• **Exercise**
Repeat word for word every line of the data below, from the first through the line containing "leaves the tree", and stop there.

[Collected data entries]
────
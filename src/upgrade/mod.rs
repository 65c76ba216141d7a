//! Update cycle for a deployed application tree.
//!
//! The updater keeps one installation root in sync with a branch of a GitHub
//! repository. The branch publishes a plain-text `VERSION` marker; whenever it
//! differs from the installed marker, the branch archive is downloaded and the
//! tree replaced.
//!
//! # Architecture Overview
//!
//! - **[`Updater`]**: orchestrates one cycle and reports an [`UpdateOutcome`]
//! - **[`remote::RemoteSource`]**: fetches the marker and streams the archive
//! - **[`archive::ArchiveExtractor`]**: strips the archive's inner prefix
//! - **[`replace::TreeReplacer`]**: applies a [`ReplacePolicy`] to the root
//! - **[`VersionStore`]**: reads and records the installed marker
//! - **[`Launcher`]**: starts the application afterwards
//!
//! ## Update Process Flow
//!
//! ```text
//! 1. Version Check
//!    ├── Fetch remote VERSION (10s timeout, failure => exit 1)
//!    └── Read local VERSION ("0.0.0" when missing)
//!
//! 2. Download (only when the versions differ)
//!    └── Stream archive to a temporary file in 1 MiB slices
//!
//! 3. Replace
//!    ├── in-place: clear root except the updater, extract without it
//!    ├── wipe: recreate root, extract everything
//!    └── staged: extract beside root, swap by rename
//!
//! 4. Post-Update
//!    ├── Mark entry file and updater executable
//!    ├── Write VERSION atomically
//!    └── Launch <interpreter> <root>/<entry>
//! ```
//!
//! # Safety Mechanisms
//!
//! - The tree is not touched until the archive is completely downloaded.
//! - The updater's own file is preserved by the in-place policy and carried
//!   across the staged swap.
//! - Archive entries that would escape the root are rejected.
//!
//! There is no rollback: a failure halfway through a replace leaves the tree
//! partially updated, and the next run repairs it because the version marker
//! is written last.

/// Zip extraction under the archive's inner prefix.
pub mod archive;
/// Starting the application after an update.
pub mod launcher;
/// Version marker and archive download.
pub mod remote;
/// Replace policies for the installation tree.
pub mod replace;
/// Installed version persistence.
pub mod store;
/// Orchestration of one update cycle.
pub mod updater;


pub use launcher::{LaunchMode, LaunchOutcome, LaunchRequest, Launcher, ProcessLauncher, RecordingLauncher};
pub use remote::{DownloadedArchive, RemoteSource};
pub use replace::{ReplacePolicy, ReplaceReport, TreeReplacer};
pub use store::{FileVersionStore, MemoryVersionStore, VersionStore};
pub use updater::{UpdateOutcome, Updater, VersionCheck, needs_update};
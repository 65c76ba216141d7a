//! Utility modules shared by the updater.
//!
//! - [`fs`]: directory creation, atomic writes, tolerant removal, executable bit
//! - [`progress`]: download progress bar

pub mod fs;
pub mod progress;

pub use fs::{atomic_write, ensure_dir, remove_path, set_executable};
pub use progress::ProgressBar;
────
• **Solved exercise**
filename src/upgrade/mod.rs
repository 65c76ba216141d7a
//! Update cycle for a deployed application tree.
//!
//! The updater keeps one installation root in sync with a branch of a GitHub
//! repository. The branch publishes a plain-text `VERSION` marker; whenever it
//! differs from the installed marker, the branch archive is downloaded and the
//! tree replaced.
//!
//! # Architecture Overview
//!
//! - **[`Updater`]**: orchestrates one cycle and reports an [`UpdateOutcome`]
//! - **[`remote::RemoteSource`]**: fetches the marker and streams the archive
//! - **[`archive::ArchiveExtractor`]**: strips the archive's inner prefix
//! - **[`replace::TreeReplacer`]**: applies a [`ReplacePolicy`] to the root
//! - **[`VersionStore`]**: reads and records the installed marker
//! - **[`Launcher`]**: starts the application afterwards
//!
//! ## Update Process Flow
//!
//! ```text
//! 1. Version Check
//!    ├── Fetch remote VERSION (10s timeout, failure => exit 1)
//!    └── Read local VERSION ("0.0.0" when missing)
//!
//! 2. Download (only when the versions differ)
//!    └── Stream archive to a temporary file in 1 MiB slices
//!
//! 3. Replace
//!    ├── in-place: clear root except the updater, extract without it
//!    ├── wipe: recreate root, extract everything
//!    └── staged: extract beside root, swap by rename
//!
//! 4. Post-Update
//!    ├── Mark entry file and updater executable
//!    ├── Write VERSION atomically
//!    └── Launch <interpreter> <root>/<entry>
//! ```
//!
//! # Safety Mechanisms
//!
//! - The tree is not touched until the archive is completely downloaded.
//! - The updater's own file is preserved by the in-place policy and carried
//!   across the staged swap.
//! - Archive entries that would escape the root are rejected.
//!
//! There is no rollback: a failure halfway through a replace leaves the tree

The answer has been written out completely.